The recently formed Cottonwood Lake Preservation Society is urgently working towards a major grant deadline of January 17th and has set up a GoFundMe page to assist in the campaign.

“To save the land, we need to get it into public hands,” Andrew McBurney, spokesperson for the society said in a media release.

“The land is privately owned, and the logging is unregulated,” McBurney adds. “That means the two large parcels that run along the west side of Highway 6, surrounding Cottonwood Lake and the Apex Nordic Ski Area can be completely clearcut — from the top of the ridge to the shore of the lake and its adjacent wetlands. The visual impact alone will be severe.”

The stop logging campaign was launched following a meeting on the controversial private land harvesting plan, held at the Nelson Rod and Gun Club December 19 where more than 400 people attended.

The standing room only crowd, with some people listening to speakers from outside the doors, heard experts in avalanche control and grizzly bears, a biologist on the effects logging has on wildlife, a hydrologist, as well as representatives from the Nelson Cycling Club, Rod and Gun Club, Nordic Ski Club, councilors, Jesse Woodward, Keith Page and Rik Logtenberg and RDCK Area G Director Hans Cunningham.

Since the GoFundMe campaign was launched, more than 300 donors have raised $36,600.

Proponents are concerned the proposed harvest — slated to begin as early as March 1 — will negatively impact the gateway to Nelson and Whitewater, the Apex Nordic Trail network and popular fishing, skating, mountain biking, and hiking trails.

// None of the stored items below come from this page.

// tests/reservation_tests.rs
use std::collections::BTreeSet;
use std::sync::Arc;

use theatron::{
    Error, MemoryStore, SeatArea, ShowTicketDao, ShowTicketService, Ticket, TicketStatus,
};

const SHOW_ID: &str = "42aa09ef-7533-4434-8360-0115eafe43b8";

fn setup() -> Arc<ShowTicketService> {
    let store = Arc::new(
        MemoryStore::new(ShowTicketDao::key_schema())
            .with_index(ShowTicketDao::reference_index()),
    );
    Arc::new(ShowTicketService::new(store))
}

async fn seed_tickets(service: &ShowTicketService, ticket_ids: &[&str]) {
    for ticket_id in ticket_ids {
        service
            .dao()
            .save_ticket(&Ticket::available(SHOW_ID, *ticket_id, SeatArea::Stalls, 50.0))
            .await
            .unwrap();
    }
}

fn ids(ticket_ids: &[&str]) -> BTreeSet<String> {
    ticket_ids.iter().map(|id| id.to_string()).collect()
}

#[tokio::test]
async fn reserve_stamps_the_generated_reference() {
    let service = setup();
    seed_tickets(&service, &["A1"]).await;

    let reference = service.reserve_ticket(SHOW_ID, "A1").await.unwrap();

    let ticket = service.find_ticket(SHOW_ID, "A1").await.unwrap().unwrap();
    assert_eq!(ticket.status, TicketStatus::Reserved);
    assert_eq!(ticket.reference.as_deref(), Some(reference.as_str()));
}

#[tokio::test]
async fn reserve_conflicts_on_a_taken_ticket() {
    let service = setup();
    seed_tickets(&service, &["A1"]).await;

    service.reserve_ticket(SHOW_ID, "A1").await.unwrap();
    let err = service.reserve_ticket(SHOW_ID, "A1").await.unwrap_err();
    assert!(matches!(err, Error::ReservationConflict));
}

#[tokio::test]
async fn reserve_conflicts_on_an_unknown_ticket() {
    let service = setup();
    // No read precedes the conditional write, so a missing ticket is
    // indistinguishable from a taken one.
    let err = service.reserve_ticket(SHOW_ID, "GHOST").await.unwrap_err();
    assert!(matches!(err, Error::ReservationConflict));
}

#[tokio::test]
async fn concurrent_reserves_have_exactly_one_winner() {
    let service = setup();
    seed_tickets(&service, &["A1"]).await;

    let first = {
        let service = Arc::clone(&service);
        tokio::spawn(async move { service.reserve_ticket(SHOW_ID, "A1").await })
    };
    let second = {
        let service = Arc::clone(&service);
        tokio::spawn(async move { service.reserve_ticket(SHOW_ID, "A1").await })
    };

    let outcomes = [first.await.unwrap(), second.await.unwrap()];
    let won: Vec<&String> = outcomes.iter().filter_map(|r| r.as_ref().ok()).collect();
    assert_eq!(won.len(), 1, "exactly one reservation must win");
    assert!(outcomes
        .iter()
        .any(|r| matches!(r, Err(Error::ReservationConflict))));

    let ticket = service.find_ticket(SHOW_ID, "A1").await.unwrap().unwrap();
    assert_eq!(ticket.status, TicketStatus::Reserved);
    assert_eq!(ticket.reference.as_ref(), Some(won[0]));
}

#[tokio::test]
async fn batch_reservation_is_all_or_nothing() {
    let service = setup();
    seed_tickets(&service, &["A1", "A2", "A3"]).await;

    let holder = service.reserve_ticket(SHOW_ID, "A2").await.unwrap();

    let err = service
        .reserve_tickets(SHOW_ID, &ids(&["A1", "A2", "A3"]), "batch-ref", None)
        .await
        .unwrap_err();
    assert!(matches!(err, Error::TransactionAborted));

    // Every ticket keeps its pre-call state.
    let a1 = service.find_ticket(SHOW_ID, "A1").await.unwrap().unwrap();
    let a2 = service.find_ticket(SHOW_ID, "A2").await.unwrap().unwrap();
    let a3 = service.find_ticket(SHOW_ID, "A3").await.unwrap().unwrap();
    assert_eq!(a1.status, TicketStatus::Available);
    assert_eq!(a1.reference, None);
    assert_eq!(a2.status, TicketStatus::Reserved);
    assert_eq!(a2.reference.as_deref(), Some(holder.as_str()));
    assert_eq!(a3.status, TicketStatus::Available);
    assert_eq!(a3.reference, None);
}

#[tokio::test]
async fn batch_reservation_succeeds_atomically() {
    let service = setup();
    seed_tickets(&service, &["A1", "A2", "A3"]).await;

    service
        .reserve_tickets(SHOW_ID, &ids(&["A1", "A2"]), "batch-ref", None)
        .await
        .unwrap();

    for ticket_id in ["A1", "A2"] {
        let ticket = service
            .find_ticket(SHOW_ID, ticket_id)
            .await
            .unwrap()
            .unwrap();
        assert_eq!(ticket.status, TicketStatus::Reserved);
        assert_eq!(ticket.reference.as_deref(), Some("batch-ref"));
    }
    let a3 = service.find_ticket(SHOW_ID, "A3").await.unwrap().unwrap();
    assert_eq!(a3.status, TicketStatus::Available);
}

#[tokio::test]
async fn identical_resubmission_replays_the_original_success() {
    let service = setup();
    seed_tickets(&service, &["A1", "A2"]).await;

    let tickets = ids(&["A1", "A2"]);
    service
        .reserve_tickets(SHOW_ID, &tickets, "ref-1", Some("token-1"))
        .await
        .unwrap();

    // The retry arrives after the first call already committed; it must
    // succeed without re-processing anything.
    service
        .reserve_tickets(SHOW_ID, &tickets, "ref-1", Some("token-1"))
        .await
        .unwrap();

    for ticket_id in ["A1", "A2"] {
        let ticket = service
            .find_ticket(SHOW_ID, ticket_id)
            .await
            .unwrap()
            .unwrap();
        assert_eq!(ticket.status, TicketStatus::Reserved);
        assert_eq!(ticket.reference.as_deref(), Some("ref-1"));
    }
}

#[tokio::test]
async fn token_reuse_for_a_different_set_is_rejected() {
    let service = setup();
    seed_tickets(&service, &["A1", "A2", "C1"]).await;

    service
        .reserve_tickets(SHOW_ID, &ids(&["A1", "A2"]), "ref-1", Some("token-1"))
        .await
        .unwrap();

    let err = service
        .reserve_tickets(SHOW_ID, &ids(&["C1"]), "ref-1", Some("token-1"))
        .await
        .unwrap_err();
    assert!(matches!(err, Error::IdempotencyConflict));

    let c1 = service.find_ticket(SHOW_ID, "C1").await.unwrap().unwrap();
    assert_eq!(c1.status, TicketStatus::Available);
}

#[tokio::test]
async fn release_clears_the_reference_and_allows_re_reservation() {
    let service = setup();
    seed_tickets(&service, &["A1"]).await;

    let first = service.reserve_ticket(SHOW_ID, "A1").await.unwrap();
    service.release_ticket(SHOW_ID, "A1").await.unwrap();

    let ticket = service.find_ticket(SHOW_ID, "A1").await.unwrap().unwrap();
    assert_eq!(ticket.status, TicketStatus::Available);
    assert_eq!(ticket.reference, None);

    let second = service.reserve_ticket(SHOW_ID, "A1").await.unwrap();
    assert_ne!(first, second);

    let ticket = service.find_ticket(SHOW_ID, "A1").await.unwrap().unwrap();
    assert_eq!(ticket.status, TicketStatus::Reserved);
    assert_eq!(ticket.reference.as_deref(), Some(second.as_str()));
}

#[tokio::test]
async fn release_is_idempotent() {
    let service = setup();
    seed_tickets(&service, &["A1"]).await;

    // Already available: no-op, not an error.
    service.release_ticket(SHOW_ID, "A1").await.unwrap();
    // Never existed: also a no-op, and no phantom record appears.
    service.release_ticket(SHOW_ID, "GHOST").await.unwrap();
    assert!(service.find_ticket(SHOW_ID, "GHOST").await.unwrap().is_none());
}

#[tokio::test]
async fn batch_size_is_bounded() {
    let service = setup();

    let too_many: BTreeSet<String> = (0..26).map(|i| format!("S{:02}", i)).collect();
    let err = service
        .reserve_tickets(SHOW_ID, &too_many, "ref-1", None)
        .await
        .unwrap_err();
    assert!(matches!(err, Error::InvalidRequest(_)));

    let none = BTreeSet::new();
    let err = service
        .reserve_tickets(SHOW_ID, &none, "ref-1", None)
        .await
        .unwrap_err();
    assert!(matches!(err, Error::InvalidRequest(_)));
}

The area also contains a sensitive wetland ecosystem that feeds two watersheds and local water licenses, an important wildlife corridor for grizzly bears and other large mammals, and potential avalanche zones above the Nelson Nordic trail system and Cottonwood Lake.

McBurney says the Cottonwoods conservation effort isn’t aiming to vilify anyone, and that proponents want to find a win-win for everyone involved, with the help of local and regional government.

“We can do this. But we need the public’s help. Urgently,” said McBurney. “Make a donation today, spread the word and urge community and government leaders for their support. The future of this beautiful area, what it gives all of us, and how it reflects our community values is at stake.”